Menteri Sosial Saifullah Yusuf, yang akrab disapa Gus Ipul, menegaskan bahwa program strategis yang digagas Presiden Prabowo Subianto tidak boleh dinodai oleh praktik korupsi. Pernyataan ini disampaikan usai pertemuan dengan Indonesia Corruption Watch (ICW) di Kalibata, Jakarta Selatan, Jumat (24/7/2026).
Diskusi dengan ICW Soal Program Sekolah Rakyat
Dalam pertemuan tersebut, Gus Ipul dan ICW berdiskusi panjang mengenai kajian anggaran pengadaan dalam program Sekolah Rakyat. Gus Ipul berkomitmen untuk menindaklanjuti temuan-temuan ICW dan memperbaiki tata kelola program tersebut.
"Kami berdiskusi panjang (bersama ICW) dengan semangat yang sama, tidak boleh program strategis Bapak Presiden Prabowo dikotori dengan tindakan-tindakan korupsi," kata Gus Ipul kepada wartawan.
Tindak Lanjut Temuan ICW
Gus Ipul mengaku mendapatkan banyak masukan terkait pengadaan di Kementerian Sosial, khususnya yang berkaitan dengan Sekolah Rakyat. Ia menyebut masukan ICW sangat berharga dan akan ditindaklanjuti bersama Wakil Menteri.
"Saya mendapatkan banyak masukan kaitannya dengan pengadaan yang ada di Kementerian Sosial, khususnya pengadaan yang terkait dengan sekolah rakyat. Maka apa yang disampaikan oleh ICW menjadi masukan yang sangat berharga buat Kementerian Sosial. Saya dan Pak Wamen akan menindaklanjuti, mendalami, dan akan mengambil langkah-langkah yang nyata ke depan," jelas dia.
Keterbukaan terhadap Kritik
Gus Ipul menegaskan pihaknya sangat terbuka terhadap kritik dan saran dari berbagai pihak, terutama jika disertai data akurat. Ia mengapresiasi ICW yang menyertakan data akurat dalam kajiannya.
"Yang terakhir, kami sangat terbuka, ya, kritik, saran dari pihak manapun, apalagi dilakukan dengan melampirkan data-data yang akurat. Apa yang disampaikan oleh ICW semuanya itu dilampiri dengan data-data yang sangat akurat," ucapnya.

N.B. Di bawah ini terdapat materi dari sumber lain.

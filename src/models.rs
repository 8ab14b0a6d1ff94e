//! Core data models for the mood agent

use serde::{Deserialize, Serialize};
use std::fmt;
use std::str::FromStr;

//
// ================= Mood =================
//

#[derive(Debug, Clone, Copy, Serialize, Deserialize, PartialEq, Eq, Hash)]
#[serde(rename_all = "lowercase")]
pub enum MoodLabel {
    Happy,
    Sad,
    Anxious,
    Angry,
    Grateful,
    Stressed,
    Hopeful,
    Fearful,
    Calm,
    Lonely,
    Confused,
    Motivated,
    Tired,
    Thankful,
    Inspired,
    Unknown,
}

impl MoodLabel {
    /// Every classifiable mood, excluding the `Unknown` sentinel.
    pub const KNOWN: [MoodLabel; 15] = [
        MoodLabel::Happy,
        MoodLabel::Sad,
        MoodLabel::Anxious,
        MoodLabel::Angry,
        MoodLabel::Grateful,
        MoodLabel::Stressed,
        MoodLabel::Hopeful,
        MoodLabel::Fearful,
        MoodLabel::Calm,
        MoodLabel::Lonely,
        MoodLabel::Confused,
        MoodLabel::Motivated,
        MoodLabel::Tired,
        MoodLabel::Thankful,
        MoodLabel::Inspired,
    ];

    pub fn as_str(&self) -> &'static str {
        match self {
            MoodLabel::Happy => "happy",
            MoodLabel::Sad => "sad",
            MoodLabel::Anxious => "anxious",
            MoodLabel::Angry => "angry",
            MoodLabel::Grateful => "grateful",
            MoodLabel::Stressed => "stressed",
            MoodLabel::Hopeful => "hopeful",
            MoodLabel::Fearful => "fearful",
            MoodLabel::Calm => "calm",
            MoodLabel::Lonely => "lonely",
            MoodLabel::Confused => "confused",
            MoodLabel::Motivated => "motivated",
            MoodLabel::Tired => "tired",
            MoodLabel::Thankful => "thankful",
            MoodLabel::Inspired => "inspired",
            MoodLabel::Unknown => "unknown",
        }
    }

    pub fn is_unknown(&self) -> bool {
        *self == MoodLabel::Unknown
    }
}

impl FromStr for MoodLabel {
    type Err = ();

    fn from_str(s: &str) -> std::result::Result<Self, Self::Err> {
        let lowered = s.trim().to_lowercase();
        if lowered == "unknown" {
            return Ok(MoodLabel::Unknown);
        }
        MoodLabel::KNOWN
            .iter()
            .copied()
            .find(|mood| mood.as_str() == lowered)
            .ok_or(())
    }
}

impl fmt::Display for MoodLabel {
    fn fmt(&self, f: &mut fmt::Formatter<'_>) -> fmt::Result {
        write!(f, "{}", self.as_str())
    }
}

//
// ================= Category =================
//

#[derive(Debug, Clone, Copy, Serialize, Deserialize, PartialEq, Eq, Hash)]
#[serde(rename_all = "lowercase")]
pub enum Category {
    Joy,
    Patience,
    Peace,
    Forgiveness,
    Gratitude,
    Hope,
    Protection,
    Tranquility,
    Companionship,
    Guidance,
    Strive,
    Rest,
    Creation,
}

impl Category {
    pub fn as_str(&self) -> &'static str {
        match self {
            Category::Joy => "joy",
            Category::Patience => "patience",
            Category::Peace => "peace",
            Category::Forgiveness => "forgiveness",
            Category::Gratitude => "gratitude",
            Category::Hope => "hope",
            Category::Protection => "protection",
            Category::Tranquility => "tranquility",
            Category::Companionship => "companionship",
            Category::Guidance => "guidance",
            Category::Strive => "strive",
            Category::Rest => "rest",
            Category::Creation => "creation",
        }
    }
}

impl fmt::Display for Category {
    fn fmt(&self, f: &mut fmt::Formatter<'_>) -> fmt::Result {
        write!(f, "{}", self.as_str())
    }
}

//
// ================= Verse =================
//

#[derive(Debug, Clone, Serialize, Deserialize, PartialEq, Eq)]
pub struct Verse {
    /// e.g. "Al-Baqara 2:153"
    pub reference: String,
    /// Arabic source text
    pub text: String,
    /// English rendering of `text`
    pub translation: String,
}

impl fmt::Display for Verse {
    fn fmt(&self, f: &mut fmt::Formatter<'_>) -> fmt::Result {
        write!(f, "\"{}\" (Quran {})", self.translation, self.reference)
    }
}

/// How a verse was obtained.
#[derive(Debug, Clone, Copy, Serialize, Deserialize, PartialEq, Eq)]
#[serde(rename_all = "snake_case")]
pub enum VerseOrigin {
    /// Live API result matched to the requested category
    CategoryMatch,
    /// Live API result picked at random
    Random,
    /// Embedded verse used because the live API failed
    Offline,
}

#[derive(Debug, Clone)]
pub struct VerseSelection {
    pub verse: Verse,
    pub origin: VerseOrigin,
    /// User-facing notice when live retrieval failed
    pub note: Option<String>,
}

//
// ================= Interaction =================
//

/// Which branch handled a message.
#[derive(Debug, Clone, Copy, PartialEq, Eq)]
pub enum Interaction {
    Greeting,
    SelfIntro,
    MoodMatched { mood: MoodLabel, category: Category },
    MoodUnknown { mood: MoodLabel },
}

impl Interaction {
    pub fn kind(&self) -> InteractionKind {
        match self {
            Interaction::Greeting => InteractionKind::Greeting,
            Interaction::SelfIntro => InteractionKind::SelfIntro,
            Interaction::MoodMatched { .. } => InteractionKind::MoodMatched,
            Interaction::MoodUnknown { .. } => InteractionKind::MoodUnknown,
        }
    }

    pub fn mood(&self) -> MoodLabel {
        match self {
            Interaction::MoodMatched { mood, .. } | Interaction::MoodUnknown { mood } => *mood,
            Interaction::Greeting | Interaction::SelfIntro => MoodLabel::Unknown,
        }
    }
}

#[derive(Debug, Clone, Copy, Serialize, Deserialize, PartialEq, Eq)]
#[serde(rename_all = "snake_case")]
pub enum InteractionKind {
    Greeting,
    SelfIntro,
    MoodMatched,
    MoodUnknown,
}

//
// ================= Response =================
//

pub const SERVICE_NAME: &str = "Quran Mood Agent";

#[derive(Debug, Clone, Serialize, Deserialize)]
pub struct AgentResponse {
    pub message: String,
    pub mood_detected: MoodLabel,
    pub verse: Option<Verse>,
    pub interaction: InteractionKind,
    #[serde(skip_serializing_if = "Option::is_none", default)]
    pub note: Option<String>,
    #[serde(skip_serializing_if = "Option::is_none", default)]
    pub session_id: Option<String>,
    pub source: String,
}

impl AgentResponse {
    /// Single text block for clients that only display text.
    pub fn render_text(&self) -> String {
        let mut text = match &self.verse {
            Some(verse) => format!(
                "Verse: {}\n{}\n\nExplanation: {}",
                verse.text, verse, self.message
            ),
            None => self.message.clone(),
        };

        if let Some(note) = &self.note {
            text.push_str("\n\nNote: ");
            text.push_str(note);
        }

        text
    }
}

#[cfg(test)]
mod tests {
    use super::*;

    #[test]
    fn test_render_text() {
        let mut response = AgentResponse {
            message: "Patience brings relief.".to_string(),
            mood_detected: MoodLabel::Sad,
            verse: Some(Verse {
                reference: "Al-Baqara 2:153".to_string(),
                text: "إِنَّ اللَّهَ مَعَ الصَّابِرِينَ".to_string(),
                translation: "Indeed, Allah is with the patient.".to_string(),
            }),
            interaction: InteractionKind::MoodMatched,
            note: None,
            session_id: None,
            source: SERVICE_NAME.to_string(),
        };

        let text = response.render_text();
        assert!(text.starts_with(
            "Verse: إِنَّ اللَّهَ مَعَ الصَّابِرِينَ\n\"Indeed, Allah is with the patient.\" (Quran Al-Baqara 2:153)"
        ));
        assert!(text.ends_with("Explanation: Patience brings relief."));

        response.note = Some("offline".to_string());
        assert!(response.render_text().ends_with("Note: offline"));

        response.verse = None;
        response.note = None;
        assert_eq!(response.render_text(), "Patience brings relief.");
    }

    #[test]
    fn test_mood_parsing() {
        assert_eq!("sad".parse::<MoodLabel>(), Ok(MoodLabel::Sad));
        assert_eq!(" Grateful ".parse::<MoodLabel>(), Ok(MoodLabel::Grateful));
        assert_eq!("unknown".parse::<MoodLabel>(), Ok(MoodLabel::Unknown));
        assert!("excited".parse::<MoodLabel>().is_err());
        assert!("".parse::<MoodLabel>().is_err());
    }

    #[test]
    fn test_mood_serializes_lowercase() {
        let json = serde_json::to_string(&MoodLabel::Anxious).unwrap();
        assert_eq!(json, "\"anxious\"");
        for mood in MoodLabel::KNOWN {
            let json = serde_json::to_string(&mood).unwrap();
            assert_eq!(json, format!("\"{}\"", mood));
        }
    }

    #[test]
    fn test_verse_display() {
        let verse = Verse {
            reference: "Ash-Sharh 94:5".to_string(),
            text: "فَإِنَّ مَعَ الْعُسْرِ يُسْرًا".to_string(),
            translation: "For indeed, with hardship [will be] ease.".to_string(),
        };
        assert_eq!(
            verse.to_string(),
            "\"For indeed, with hardship [will be] ease.\" (Quran Ash-Sharh 94:5)"
        );
    }

    #[test]
    fn test_response_omits_empty_optionals() {
        let response = AgentResponse {
            message: "Hi".to_string(),
            mood_detected: MoodLabel::Unknown,
            verse: None,
            interaction: InteractionKind::Greeting,
            note: None,
            session_id: None,
            source: SERVICE_NAME.to_string(),
        };
        let value = serde_json::to_value(&response).unwrap();
        assert!(value.get("note").is_none());
        assert!(value.get("session_id").is_none());
        assert!(value["verse"].is_null());
        assert_eq!(value["interaction"], "greeting");
    }
}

Kesamaan Temuan dengan BPK dan Irjen
Gus Ipul menambahkan bahwa kajian soal program Sekolah Rakyat juga didapat dari Inspektorat Jenderal (Irjen) dan Badan Pemeriksa Keuangan (BPK). Ia mengungkapkan adanya kesamaan temuan dari ketiga pihak tersebut.
"Ada kesamaan temuan-temuan yang diberikan oleh ICW maupun juga oleh Irjen dan yang ada di BPK. Jadi ini ada hal-hal yang sama yang kita harapkan nanti jadi perbaikan ke depan, ya, jadi perbaikan untuk pencegahan korupsi di lingkungan Kementerian Sosial," ucap dia.